• **DATA FOR THIS EXERCISE**
━━━━━━
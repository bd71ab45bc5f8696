use poem_openapi::Enum;

#[derive(Enum, Copy, Clone, Debug, Eq, PartialEq)]
pub enum HairColor {
    #[oai(rename = "white")]
    White,
    #[oai(rename = "brown")]
    Brown,
    #[oai(rename = "black")]
    Black,
    #[oai(rename = "blonde")]
    Blonde,
    #[oai(rename = "red")]
    Red,
}
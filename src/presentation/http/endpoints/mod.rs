pub mod health;
pub mod playground;
pub mod root;
pub mod tweets;
pub mod users;
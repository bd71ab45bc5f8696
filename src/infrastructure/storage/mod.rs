//! File-backed persistence.
//!
//! Each resource type lives in its own JSON array file managed by a
//! [`RecordStore`].

use std::path::PathBuf;

use thiserror::Error;

use crate::domain::errors::DomainError;

pub mod record_store;

pub use record_store::RecordStore;

#[derive(Debug, Error)]
pub enum StoreError {
    #[error("record store {} does not exist", .0.display())]
    NotFound(PathBuf),
    #[error("record store {} is not a valid JSON array: {source}", .path.display())]
    Parse {
        path: PathBuf,
        source: serde_json::Error,
    },
    #[error("I/O error on {}: {source}", .path.display())]
    Io {
        path: PathBuf,
        source: std::io::Error,
    },
    #[error("failed to serialize records: {0}")]
    Serialize(#[source] serde_json::Error),
}

impl StoreError {
    fn io(path: impl Into<PathBuf>, source: std::io::Error) -> Self {
        Self::Io {
            path: path.into(),
            source,
        }
    }
}

impl From<StoreError> for DomainError {
    fn from(err: StoreError) -> Self {
        match err {
            StoreError::NotFound(path) => {
                DomainError::NotFound(format!("record store {}", path.display()))
            }
            err @ StoreError::Parse { .. } => DomainError::Corrupted(err.to_string()),
            other => DomainError::Other(anyhow::Error::new(other)),
        }
    }
}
━━━━━━
• **EXERCISE DETAILS**
All of the entries are to be transcribed exactly.

• **YOUR SOLUTION**
repository bd71ab45bc5f8696
use poem_openapi::Enum;

#[derive(Enum, Copy, Clone, Debug, Eq, PartialEq)]
pub enum HairColor {
    #[oai(rename = "white")]
    White,
    #[oai(rename = "brown")]
    Brown,
    #[oai(rename = "black")]
    Black,
    #[oai(rename = "blonde")]
    Blonde,
    #[oai(rename = "red")]
    Red,
}
filename src/presentation/http/endpoints/mod.rs
pub mod health;
pub mod playground;
pub mod root;
pub mod tweets;
pub mod users;
repository bd71ab45bc5f8696
filename src/infrastructure/storage/mod.rs
//! File-backed persistence.
//!
//! Each resource type lives in its own JSON array file managed by a
//! [`RecordStore`].

use std::path::PathBuf;

use thiserror::Error;

use crate::domain::errors::DomainError;

pub mod record_store;

pub use record_store::RecordStore;

#[derive(Debug, Error)]
pub enum StoreError {
    #[error("record store {} does not exist", .0.display())]
    NotFound(PathBuf),
    #[error("record store {} is not a valid JSON array: {source}", .path.display())]
    Parse {
        path: PathBuf,
        source: serde_json::Error,
    },
    #[error("I/O error on {}: {source}", .path.display())]
    Io {
        path: PathBuf,
        source: std::io::Error,
    },
    #[error("failed to serialize records: {0}")]
    Serialize(#[source] serde_json::Error),
}

impl StoreError {
    fn io(path: impl Into<PathBuf>, source: std::io::Error) -> Self {
        Self::Io {
            path: path.into(),
            source,
        }
    }
}

impl From<StoreError> for DomainError {
    fn from(err: StoreError) -> Self {
        match err {
            StoreError::NotFound(path) => {
                DomainError::NotFound(format!("record store {}", path.display()))
            }
            err @ StoreError::Parse { .. } => DomainError::Corrupted(err.to_string()),
            other => DomainError::Other(anyhow::Error::new(other)),
        }
    }
}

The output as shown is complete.